Nadeau-Dubois est parfaitement conscient qu’il aura un mauvais moment à passer. Il s’en est ouvert de façon oblique à La Presse récemment. « Personnellement, je pense que j’ai l’image de quelqu’un qui se remet peu en question » a-t-il dit, ce qui, en effet, pose problème. S’il avait, en milieu de campagne, admis qu’un des engagements controversés était une erreur, il aurait, à mon avis, gagné en popularité. Depuis, dit-il, « je me suis livré à un exercice de réflexion et d’autocritique.»
On est loin des accents triomphalistes entendus le soir de l’élection. GND parle désormais ouvertement de son incapacité à créer une coalition intergénérationnelle et du risque de plafonnement de son parti.
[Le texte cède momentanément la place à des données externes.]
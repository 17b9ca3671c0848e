use crate::models::{
    GameRecord, H2hOdds, HomeAway, ScoreLine, SettlementResult, Side, SpreadOdds, TotalOdds,
    WagerAmount,
};
use tracing::debug;

/// Net result of a single wager, rounded to cents
///
/// A price of `0` means no market was recorded, so nothing is won or lost.
/// Positive prices pay `price` per 100 staked, negative prices pay 100 per
/// `|price|` staked.
pub fn payout(won: bool, price: i32, stake: f64) -> f64 {
    if price == 0 {
        return 0.0;
    }
    if !won {
        return -stake;
    }
    let price = price as f64;
    let multiplier = if price > 0.0 {
        1.0 + price / 100.0
    } else {
        1.0 - 100.0 / price
    };
    round_cents(multiplier * stake - stake)
}

/// Round half away from zero to two decimal places
pub fn round_cents(value: f64) -> f64 {
    (value * 100.0).round() / 100.0
}

/// Settle both sides of one market
///
/// With no stake on either side the result is all-zero. A push voids the
/// whole market. Otherwise each staked side is scored on its own, so a
/// hedged market records one win and one loss.
fn settle_sides(
    wager: &WagerAmount,
    price: &HomeAway<i32>,
    push: bool,
    won: impl Fn(Side) -> bool,
) -> SettlementResult {
    if !wager.any() {
        return SettlementResult::default();
    }
    if push {
        return SettlementResult::push();
    }

    let mut result = SettlementResult::default();
    for side in Side::BOTH {
        let stake = wager[side];
        if stake <= 0.0 {
            continue;
        }
        let side_won = won(side);
        if side_won {
            result.wins += 1;
        } else {
            result.losses += 1;
        }
        result.net += payout(side_won, price[side], stake);
    }
    result.net = round_cents(result.net);
    result
}

/// Moneyline: a side wins by outscoring the other, a tie is a push
pub fn settle_h2h(score: &ScoreLine, market: &H2hOdds) -> SettlementResult {
    settle_sides(
        &market.wager,
        &market.quote.price,
        score.away == score.home,
        |side| score[side] > score[side.opposite()],
    )
}

/// Against the spread: each side's handicap is added to its own score
///
/// The push check uses the away handicap only; the two handicaps are
/// expected to mirror each other.
pub fn settle_spread(score: &ScoreLine, market: &SpreadOdds) -> SettlementResult {
    let points = &market.quote.points;
    settle_sides(
        &market.wager,
        &market.quote.price,
        score.away as f64 + points.away == score.home as f64,
        |side| score[side] as f64 + points[side] > score[side.opposite()] as f64,
    )
}

/// Over/under: the away slot is the under, the home slot is the over
pub fn settle_total(score: &ScoreLine, market: &TotalOdds) -> SettlementResult {
    let combined = (score.away + score.home) as f64;
    let line = market.quote.points;
    settle_sides(
        &market.wager,
        &market.quote.price,
        combined == line,
        |side| match side {
            Side::Away => combined < line,
            Side::Home => combined > line,
        },
    )
}

/// Settle every market of a game and store the per-market and game results
///
/// Does nothing until the game has both a final score and odds. Re-running
/// recomputes everything from scratch.
pub fn settle(game: &mut GameRecord) {
    let (Some(score), Some(odds)) = (game.score, game.odds.as_mut()) else {
        return;
    };

    let mut total = SettlementResult::default();
    if let Some(h2h) = odds.h2h.as_mut() {
        let result = settle_h2h(&score, h2h);
        h2h.result = Some(result);
        total += result;
    }
    if let Some(spread) = odds.spread.as_mut() {
        let result = settle_spread(&score, spread);
        spread.result = Some(result);
        total += result;
    }
    if let Some(market) = odds.total.as_mut() {
        let result = settle_total(&score, market);
        market.result = Some(result);
        total += result;
    }
    total.net = round_cents(total.net);

    debug!(
        "Settled {} at {}: {}",
        game.teams.away, game.teams.home, total
    );
    game.settlement = Some(total);
}

/// Owned variant of [`settle`]
pub fn settled(mut game: GameRecord) -> GameRecord {
    settle(&mut game);
    game
}

/// Settle a batch of games and fold their results into one aggregate
pub fn settle_all(games: &mut [GameRecord]) -> SettlementResult {
    let mut total = SettlementResult::default();
    for game in games.iter_mut() {
        settle(game);
        total = total.combine(game.settlement.as_ref());
    }
    total.net = round_cents(total.net);
    total
}
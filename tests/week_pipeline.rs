use std::fs;
use std::path::PathBuf;

use chrono::{TimeZone, Utc};
use nfl_bet_tracker::espn_api::{parse_scoreboard, week_for_date, WeekSchedule};
use nfl_bet_tracker::odds_api::{filter_window, parse_odds_events};
use nfl_bet_tracker::sheet::read_rows;
use nfl_bet_tracker::week::NflWeek;
use nfl_bet_tracker::{Error, HomeAway, MarketKind, SettlementResult, Side};

fn read_fixture(name: &str) -> String {
    let mut path = PathBuf::from(env!("CARGO_MANIFEST_DIR"));
    path.push("tests");
    path.push("fixtures");
    path.push(name);
    fs::read_to_string(path).expect("fixture file should be readable")
}

fn schedule() -> WeekSchedule {
    let scoreboard = parse_scoreboard(&read_fixture("scoreboard_week12.json"))
        .expect("scoreboard fixture should parse");
    WeekSchedule::from_scoreboard(&scoreboard, None).expect("week 12 should normalize")
}

fn assembled_week() -> NflWeek {
    let schedule = schedule();
    let events = parse_odds_events(&read_fixture("odds_week12.json"))
        .expect("odds fixture should parse");
    let events = filter_window(events, schedule.start, schedule.end);
    NflWeek::assemble(schedule, &events).expect("week should assemble")
}

#[test]
fn normalizes_scoreboard_week() {
    let schedule = schedule();
    assert_eq!(schedule.week, 12);
    assert_eq!(
        schedule.start,
        Utc.with_ymd_and_hms(2022, 11, 23, 8, 0, 0).unwrap()
    );
    assert_eq!(
        schedule.end,
        Utc.with_ymd_and_hms(2022, 11, 30, 7, 59, 0).unwrap()
    );
    assert_eq!(schedule.games.len(), 2);

    let final_game = &schedule.games[0];
    assert_eq!(final_game.teams.away, "Team A");
    assert_eq!(final_game.teams.home, "Team H");
    assert_eq!(final_game.location, "City, ST");
    assert_eq!(final_game.score, Some(HomeAway::new(31, 30)));

    let live_game = &schedule.games[1];
    assert_eq!(live_game.location, "London");
    assert!(live_game.score.is_none());
}

#[test]
fn unknown_week_is_an_error() {
    let scoreboard = parse_scoreboard(&read_fixture("scoreboard_week12.json")).unwrap();
    assert!(matches!(
        WeekSchedule::from_scoreboard(&scoreboard, Some(19)),
        Err(Error::UnknownWeek(19))
    ));
}

#[test]
fn resolves_week_for_date() {
    let scoreboard = parse_scoreboard(&read_fixture("scoreboard_week12.json")).unwrap();
    let at = |d, h, m| Utc.with_ymd_and_hms(2022, 11, d, h, m, 0).unwrap();
    assert_eq!(week_for_date(&scoreboard, at(24, 17, 30)), Some(12));
    assert_eq!(week_for_date(&scoreboard, at(23, 8, 0)), Some(12));
    assert_eq!(week_for_date(&scoreboard, at(20, 12, 0)), Some(11));
    assert_eq!(week_for_date(&scoreboard, at(30, 7, 59)), None);
}

#[test]
fn week_falls_back_to_first_kickoff() {
    let mut scoreboard = parse_scoreboard(&read_fixture("scoreboard_week12.json")).unwrap();
    scoreboard.week = None;
    let schedule = WeekSchedule::from_scoreboard(&scoreboard, None).unwrap();
    assert_eq!(schedule.week, 12);

    scoreboard.events.clear();
    assert!(matches!(
        WeekSchedule::from_scoreboard(&scoreboard, None),
        Err(Error::MissingField("week"))
    ));
}

#[test]
fn assembles_odds_for_matching_games() {
    let week = assembled_week();
    assert_eq!(week.games.len(), 2);

    let quoted = week.game("Team A", "Team H").unwrap();
    assert_eq!(quoted.price(MarketKind::H2h, Side::Away), 160);
    assert_eq!(quoted.spread_points(Side::Home), Some(-3.5));
    assert_eq!(quoted.total_points(), Some(40.5));

    let unquoted = week.game("Team B", "Team C").unwrap();
    assert!(unquoted.odds.is_none());
}

#[test]
fn settles_week_from_bet_sheet() {
    let mut week = assembled_week();
    let rows = read_rows(read_fixture("bets_week12.csv").as_bytes()).unwrap();
    assert_eq!(week.apply_wagers(&rows), 2);

    // Odds for the unquoted game come from the sheet
    let from_sheet = week.game("Team B", "Team C").unwrap();
    assert_eq!(from_sheet.price(MarketKind::H2h, Side::Home), 100);
    assert_eq!(from_sheet.stake(MarketKind::Total, Side::Home), 40.0);

    let total = week.settle();
    assert_eq!(total, SettlementResult::new(3, 3, 0, -560.78));
    assert!(week.to_string().ends_with("Week 12 Results: 3-3-0 -$560.78"));

    // The in-progress game is deferred
    assert!(week.game("Team B", "Team C").unwrap().settlement.is_none());

    let rows = week.to_rows();
    assert_eq!(rows[0].away_team_score, Some(31));
    assert_eq!(rows[0].wins, Some(3));
    assert_eq!(rows[0].net, Some(-560.78));
    assert_eq!(rows[1].home_team_h2h_bet, 25.0);
    assert_eq!(rows[1].wins, None);
}

#[test]
fn resettles_after_scores_arrive() {
    let mut week = assembled_week();
    let rows = read_rows(read_fixture("bets_week12.csv").as_bytes()).unwrap();
    week.apply_wagers(&rows);
    week.settle();

    let mut latest = schedule();
    latest.games[1].score = Some(HomeAway::new(3, 24));
    week.update_scores(&latest);

    let total = week.settle();
    let late_game = week.game("Team B", "Team C").unwrap();
    assert_eq!(late_game.settlement, Some(SettlementResult::new(1, 1, 0, -15.0)));
    assert_eq!(total, SettlementResult::new(4, 4, 0, -575.78));

    // Settling again must not double count
    assert_eq!(week.settle(), total);
}

#[test]
fn stale_refresh_keeps_final_scores() {
    let mut week = assembled_week();
    let rows = read_rows(read_fixture("bets_week12.csv").as_bytes()).unwrap();
    week.apply_wagers(&rows);

    let mut stale = schedule();
    stale.games[0].score = None;
    week.update_scores(&stale);

    let kept = week.game("Team A", "Team H").unwrap();
    assert!(kept.is_final());
    assert_eq!(kept.score, Some(HomeAway::new(31, 30)));
    assert_eq!(week.settle(), SettlementResult::new(3, 3, 0, -560.78));
}
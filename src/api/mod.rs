pub mod espn_api;
pub mod odds_api;
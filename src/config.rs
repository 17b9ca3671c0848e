use crate::error::{Error, Result};
use std::path::PathBuf;

const DEFAULT_ODDS_API_BASE_URL: &str = "https://api.the-odds-api.com/v4";
const DEFAULT_SPORT_KEY: &str = "americanfootball_nfl";
const DEFAULT_BOOKMAKERS: &str = "fanduel";
const DEFAULT_TOKEN_FILE: &str = "./odds-api-token.txt";
const DEFAULT_SCOREBOARD_URL: &str =
    "https://site.api.espn.com/apis/site/v2/sports/football/nfl/scoreboard";
const DEFAULT_SHEET_DIR: &str = "output";

/// Settings for The Odds API client
#[derive(Debug, Clone)]
pub struct OddsApiConfig {
    pub base_url: String,
    pub sport: String,
    pub regions: String,
    pub bookmakers: String,
    pub api_key_env: String,
    pub token_file: PathBuf,
}

impl Default for OddsApiConfig {
    fn default() -> Self {
        Self {
            base_url: DEFAULT_ODDS_API_BASE_URL.to_string(),
            sport: DEFAULT_SPORT_KEY.to_string(),
            regions: "us".to_string(),
            bookmakers: DEFAULT_BOOKMAKERS.to_string(),
            api_key_env: "ODDS_API_KEY".to_string(),
            token_file: PathBuf::from(DEFAULT_TOKEN_FILE),
        }
    }
}

/// Settings for the ESPN scoreboard client
#[derive(Debug, Clone)]
pub struct EspnConfig {
    pub scoreboard_url: String,
}

impl Default for EspnConfig {
    fn default() -> Self {
        Self {
            scoreboard_url: DEFAULT_SCOREBOARD_URL.to_string(),
        }
    }
}

/// Where wager sheets are kept
#[derive(Debug, Clone)]
pub struct SheetConfig {
    pub dir: PathBuf,
}

impl Default for SheetConfig {
    fn default() -> Self {
        Self {
            dir: PathBuf::from(DEFAULT_SHEET_DIR),
        }
    }
}

#[derive(Debug, Clone, Default)]
pub struct Config {
    pub odds_api: OddsApiConfig,
    pub espn: EspnConfig,
    pub sheets: SheetConfig,
}

impl Config {
    /// Build the configuration from defaults overridden by environment variables
    pub fn from_env() -> Self {
        Self::from_lookup(|key| std::env::var(key).ok())
    }

    fn from_lookup(lookup: impl Fn(&str) -> Option<String>) -> Self {
        let mut config = Config::default();
        if let Some(url) = lookup("ODDS_API_BASE_URL") {
            config.odds_api.base_url = url;
        }
        if let Some(bookmakers) = lookup("ODDS_API_BOOKMAKERS") {
            config.odds_api.bookmakers = bookmakers;
        }
        if let Some(path) = lookup("ODDS_API_TOKEN_FILE") {
            config.odds_api.token_file = PathBuf::from(path);
        }
        if let Some(url) = lookup("ESPN_SCOREBOARD_URL") {
            config.espn.scoreboard_url = url;
        }
        if let Some(dir) = lookup("SHEET_DIR") {
            config.sheets.dir = PathBuf::from(dir);
        }
        config
    }
}

/// API key for The Odds API, obtained once and handed to the client
#[derive(Clone)]
pub struct OddsApiToken(String);

impl OddsApiToken {
    pub fn new(token: impl Into<String>) -> Self {
        Self(token.into())
    }

    /// Read the key from the configured env var, falling back to the token file
    pub fn acquire(config: &OddsApiConfig) -> Result<Self> {
        if let Ok(key) = std::env::var(&config.api_key_env) {
            if !key.trim().is_empty() {
                return Ok(Self::new(key.trim()));
            }
        }
        let contents = std::fs::read_to_string(&config.token_file).map_err(|e| {
            Error::Credential(format!(
                "{} not set and token file {} unreadable: {}",
                config.api_key_env,
                config.token_file.display(),
                e
            ))
        })?;
        let token = contents.trim();
        if token.is_empty() {
            return Err(Error::Credential(format!(
                "token file {} is empty",
                config.token_file.display()
            )));
        }
        Ok(Self::new(token))
    }

    pub fn as_str(&self) -> &str {
        &self.0
    }
}

impl std::fmt::Debug for OddsApiToken {
    fn fmt(&self, f: &mut std::fmt::Formatter<'_>) -> std::fmt::Result {
        f.write_str("OddsApiToken(***)")
    }
}
#[cfg(test)]
mod tests {
    use super::*;
    use chrono::TimeZone;

    fn sample_game() -> GameRecord {
        GameRecord::new(
            12,
            Utc.with_ymd_and_hms(2022, 11, 24, 17, 30, 0).unwrap(),
            "Detroit, MI",
            HomeAway::new("Buffalo Bills".to_string(), "Detroit Lions".to_string()),
        )
    }

    #[test]
    fn test_combination_identity() {
        let r = SettlementResult::new(3, 1, 0, 42.5);
        assert_eq!(SettlementResult::default() + r, r);
        assert_eq!(r + SettlementResult::default(), r);
        assert_eq!(r.combine(None), r);
    }

    #[test]
    fn test_combination_sums_every_field() {
        let a = SettlementResult::new(1, 0, 0, 90.91);
        let b = SettlementResult::new(0, 2, 1, -50.0);
        let total: SettlementResult = [a, b].iter().sum();
        assert_eq!(total.wins, 1);
        assert_eq!(total.losses, 2);
        assert_eq!(total.pushes, 1);
        assert!((total.net - 40.91).abs() < 1e-9);
        assert_eq!(a + b, b + a);
    }

    #[test]
    fn test_settlement_result_display() {
        assert_eq!(SettlementResult::new(3, 1, 0, 42.5).to_string(), "3-1-0 $42.50");
        assert_eq!(SettlementResult::new(0, 2, 0, -15.0).to_string(), "0-2-0 -$15.00");
        assert_eq!(
            SettlementResult::new(10, 4, 1, 1234.5).to_string(),
            "10-4-1 $1,234.50"
        );
    }

    #[test]
    fn test_home_away_index() {
        let mut prices = HomeAway::new(160, -190);
        assert_eq!(prices[Side::Away], 160);
        assert_eq!(prices[Side::Home], -190);
        prices[Side::Home] = -200;
        assert_eq!(prices.home, -200);
        assert_eq!(Side::Away.opposite(), Side::Home);
    }

    #[test]
    fn test_accessors_default_when_absent() {
        let game = sample_game();
        assert_eq!(game.price(MarketKind::H2h, Side::Away), 0);
        assert_eq!(game.stake(MarketKind::Total, Side::Home), 0.0);
        assert_eq!(game.spread_points(Side::Away), None);
        assert_eq!(game.total_points(), None);
        assert_eq!(game.market_result(MarketKind::Spread), None);
        assert!(!game.is_final());
    }

    #[test]
    fn test_accessors_read_nested_odds() {
        let mut game = sample_game();
        game.odds = Some(GameOdds {
            h2h: Some(H2hOdds::new(HomeAway::new(160, -190), ())),
            spread: Some(
                SpreadOdds::new(HomeAway::new(-110, -110), HomeAway::new(3.5, -3.5))
                    .with_wager(HomeAway::new(150.0, 0.0)),
            ),
            total: None,
        });
        assert_eq!(game.price(MarketKind::H2h, Side::Home), -190);
        assert_eq!(game.stake(MarketKind::Spread, Side::Away), 150.0);
        assert_eq!(game.spread_points(Side::Home), Some(-3.5));
        assert_eq!(game.price(MarketKind::Total, Side::Home), 0);
    }

    #[test]
    fn test_set_wager_requires_market() {
        let mut odds = GameOdds {
            h2h: Some(H2hOdds::new(HomeAway::new(160, -190), ())),
            ..Default::default()
        };
        assert!(odds.set_wager(MarketKind::H2h, HomeAway::new(100.0, 50.0)));
        assert!(!odds.set_wager(MarketKind::Total, HomeAway::new(0.0, 10.0)));
        assert_eq!(odds.h2h.map(|m| m.wager.home), Some(50.0));
    }

    #[test]
    fn test_game_display() {
        let mut game = sample_game();
        game.score = Some(HomeAway::new(31, 30));
        let text = game.to_string();
        assert!(text.starts_with("Week 12 (2022-11-24 05:30 PM)\n"));
        assert!(text.contains("Buffalo Bills 31 at Detroit Lions 30"));
        assert!(text.contains("No odds"));
        assert!(text.ends_with("Results: -"));
    }

    #[test]
    fn test_total_display_uses_under_over_slots() {
        let total = TotalOdds::new(HomeAway::new(-108, -112), 40.5)
            .with_wager(HomeAway::new(1500.0, 0.0));
        assert_eq!(total.to_string(), "40.5 | U -108 $1,500.00 | O -112");
    }
}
On peut presque toucher son vague-à-l’âme.
Je reviens à Bénabar, dont la chanson tente de nommer ce mal de vivre. Ce n’est pas du désespoir, chante-t-il, « ce n’est pas non plus du spleen /[…] Et c’est pas de la mélancolie. C’est dommage ça m’aurait plu, mais les chanteurs ont déjà tout pris, y’en avait plus/ Ce n’est qu’une triste compagne ».